Facing Fear
“Oh, we’re fucked“
-Every entrepreneur, ever, at least once
Through the life of every single company I’ve been around there’s been a near-death moment. Successful or unsuccessful, every single company has this. If you die, you’ll be fucked to the point where it leads to death, and if you’re successful you’ll definitely have situations where you could have died. They come from different places: market risk, cofounder conflict, competitors, legal struggles, bank runs, and more. Being fucked is a problem, but then there are problems that lead from being fucked to being dead.

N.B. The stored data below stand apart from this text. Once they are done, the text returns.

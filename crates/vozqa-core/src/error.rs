use thiserror::Error;

#[derive(Debug, Error)]
pub enum VozError {
    #[error("Config error: {0}")]
    Config(String),

    #[error("IO error: {0}")]
    Io(#[from] std::io::Error),
}

pub type Result<T> = std::result::Result<T, VozError>;

/// Failure of the speech-to-text stage.
#[derive(Debug, Error)]
pub enum TranscriptionError {
    #[error("failed to read audio file: {0}")]
    Read(#[source] std::io::Error),

    #[error("audio is not a decodable WAV file: {0}")]
    Decode(String),

    #[error("audio contains no samples")]
    EmptyAudio,

    #[error("transcription backend returned {status}: {body}")]
    Backend { status: u16, body: String },

    #[error("transcription request failed: {0}")]
    Transport(String),

    #[error("no speech recognized in audio")]
    EmptyTranscript,
}

impl TranscriptionError {
    /// Whether the failure was caused by the uploaded audio itself.
    pub fn is_input_error(&self) -> bool {
        matches!(self, Self::Decode(_) | Self::EmptyAudio)
    }

    /// Whether the remote backend failed or could not be reached.
    pub fn is_remote_error(&self) -> bool {
        matches!(self, Self::Backend { .. } | Self::Transport(_))
    }
}

/// Failure of the answer-generation stage.
#[derive(Debug, Error)]
pub enum GenerationError {
    #[error("prompt text is empty")]
    EmptyPrompt,

    #[error("generation request failed after {attempts} attempt(s): {message}")]
    Transport { attempts: u32, message: String },

    #[error("generation API returned {status}: {body}")]
    Status { status: u16, body: String },

    #[error("unexpected generation response: {0}")]
    MalformedResponse(String),

    #[error("generation API returned an empty answer")]
    EmptyAnswer,
}

impl GenerationError {
    /// Transient failures worth another attempt. 4xx and parse failures are final.
    pub fn is_retryable(&self) -> bool {
        match self {
            Self::Transport { .. } => true,
            Self::Status { status, .. } => *status >= 500,
            _ => false,
        }
    }
}

/// Failure of the text-to-speech stage.
#[derive(Debug, Error)]
pub enum SynthesisError {
    #[error("answer text is empty")]
    EmptyText,

    #[error("answer text has {len} characters, synthesis limit is {max}")]
    TextTooLong { len: usize, max: usize },

    #[error("synthesis backend returned {status}: {body}")]
    Backend { status: u16, body: String },

    #[error("synthesis request failed: {0}")]
    Transport(String),

    #[error("synthesized audio is invalid: {0}")]
    InvalidAudio(String),

    #[error("failed to write synthesized audio: {0}")]
    Io(#[from] std::io::Error),
}

/// Any failure of one request through the pipeline.
#[derive(Debug, Error)]
pub enum PipelineError {
    #[error("{}", crate::MISSING_UPLOAD_MESSAGE)]
    MissingUpload,

    #[error("invalid upload: {0}")]
    InvalidUpload(String),

    #[error(transparent)]
    Transcription(#[from] TranscriptionError),

    #[error(transparent)]
    Generation(#[from] GenerationError),

    #[error(transparent)]
    Synthesis(#[from] SynthesisError),

    #[error("temporary file error: {0}")]
    Storage(#[source] std::io::Error),
}

impl PipelineError {
    /// HTTP status this error is reported with.
    pub fn status_code(&self) -> u16 {
        match self {
            Self::MissingUpload | Self::InvalidUpload(_) => 400,
            Self::Transcription(e) if e.is_input_error() => 422,
            Self::Transcription(e) if e.is_remote_error() => 502,
            Self::Transcription(_) => 500,
            Self::Generation(_) => 502,
            Self::Synthesis(SynthesisError::Backend { .. } | SynthesisError::Transport(_)) => 502,
            Self::Synthesis(_) => 500,
            Self::Storage(_) => 500,
        }
    }

    /// Stable machine-readable error kind.
    pub fn kind(&self) -> &'static str {
        match self {
            Self::MissingUpload => "missing_upload",
            Self::InvalidUpload(_) => "invalid_upload",
            Self::Transcription(_) => "transcription",
            Self::Generation(_) => "generation",
            Self::Synthesis(_) => "synthesis",
            Self::Storage(_) => "storage",
        }
    }
}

Most often, when a company is fucked with no other options, the first person to notice is the CEO. It’s their job to manage situations that are life or death. When the CEO realizes, often there comes the second problem with being fucked. Now the CEO and the CEO only (or a small group) knows they’re fucked, and they need to manage how to tell stakeholders that those stakeholders are also fucked.
Investors, employees, and customers do not like being told that things are fucked.. CEOs and leaders know this, and this leads to the second, and likely more important problem with being fucked: the fear of being fucked.
The only people that truly understand this fear are other entrepreneurs, because they have been there before. They’ve raised money, made many many promises at the highest of expectations and then had to face this, and it’s hard, very hard.
When you have a leadership team that’s afraid of being fucked, you need to solve the problems in reverse order. First, you need to face the fear of death of your company. Then you need to face the problem that can kill you. The solution is unique per company and entrepreneur, but more often than not facing that fear is the deciding factor if the company lives or dies.
If you can face that fear and find some strength to get through it, more often than not those investors, employees, and leaders will support you. It takes a lot of humility and courage to show up without a solution but be able to say, “I don’t know how to solve this right now and it could kill us, but I’m going to do everything I can to figure it out.“ For high-achieving venture backed entrepreneurs it’s hard to show up without an immediate solve when it’s your job to solve everything, but a lot of the time the solution starts with facing the fear of that unknown with curiosity instead of defensiveness.
It’s not a skill that anyone who does this is born with, but it is a skill that you can learn, and it translates into many other places in your life. When you lose someone you love, or a relationship, or something scary or unpredictable happens in life, the ability to show up and say “I don’t know, but I have faith we can figure it out“ is critical to creating the best outcomes. I’m grateful that entrepreneurship taught me that. It still isn’t easy, but it’s possible, and it’s much much better than defaulting to the certain death of your company.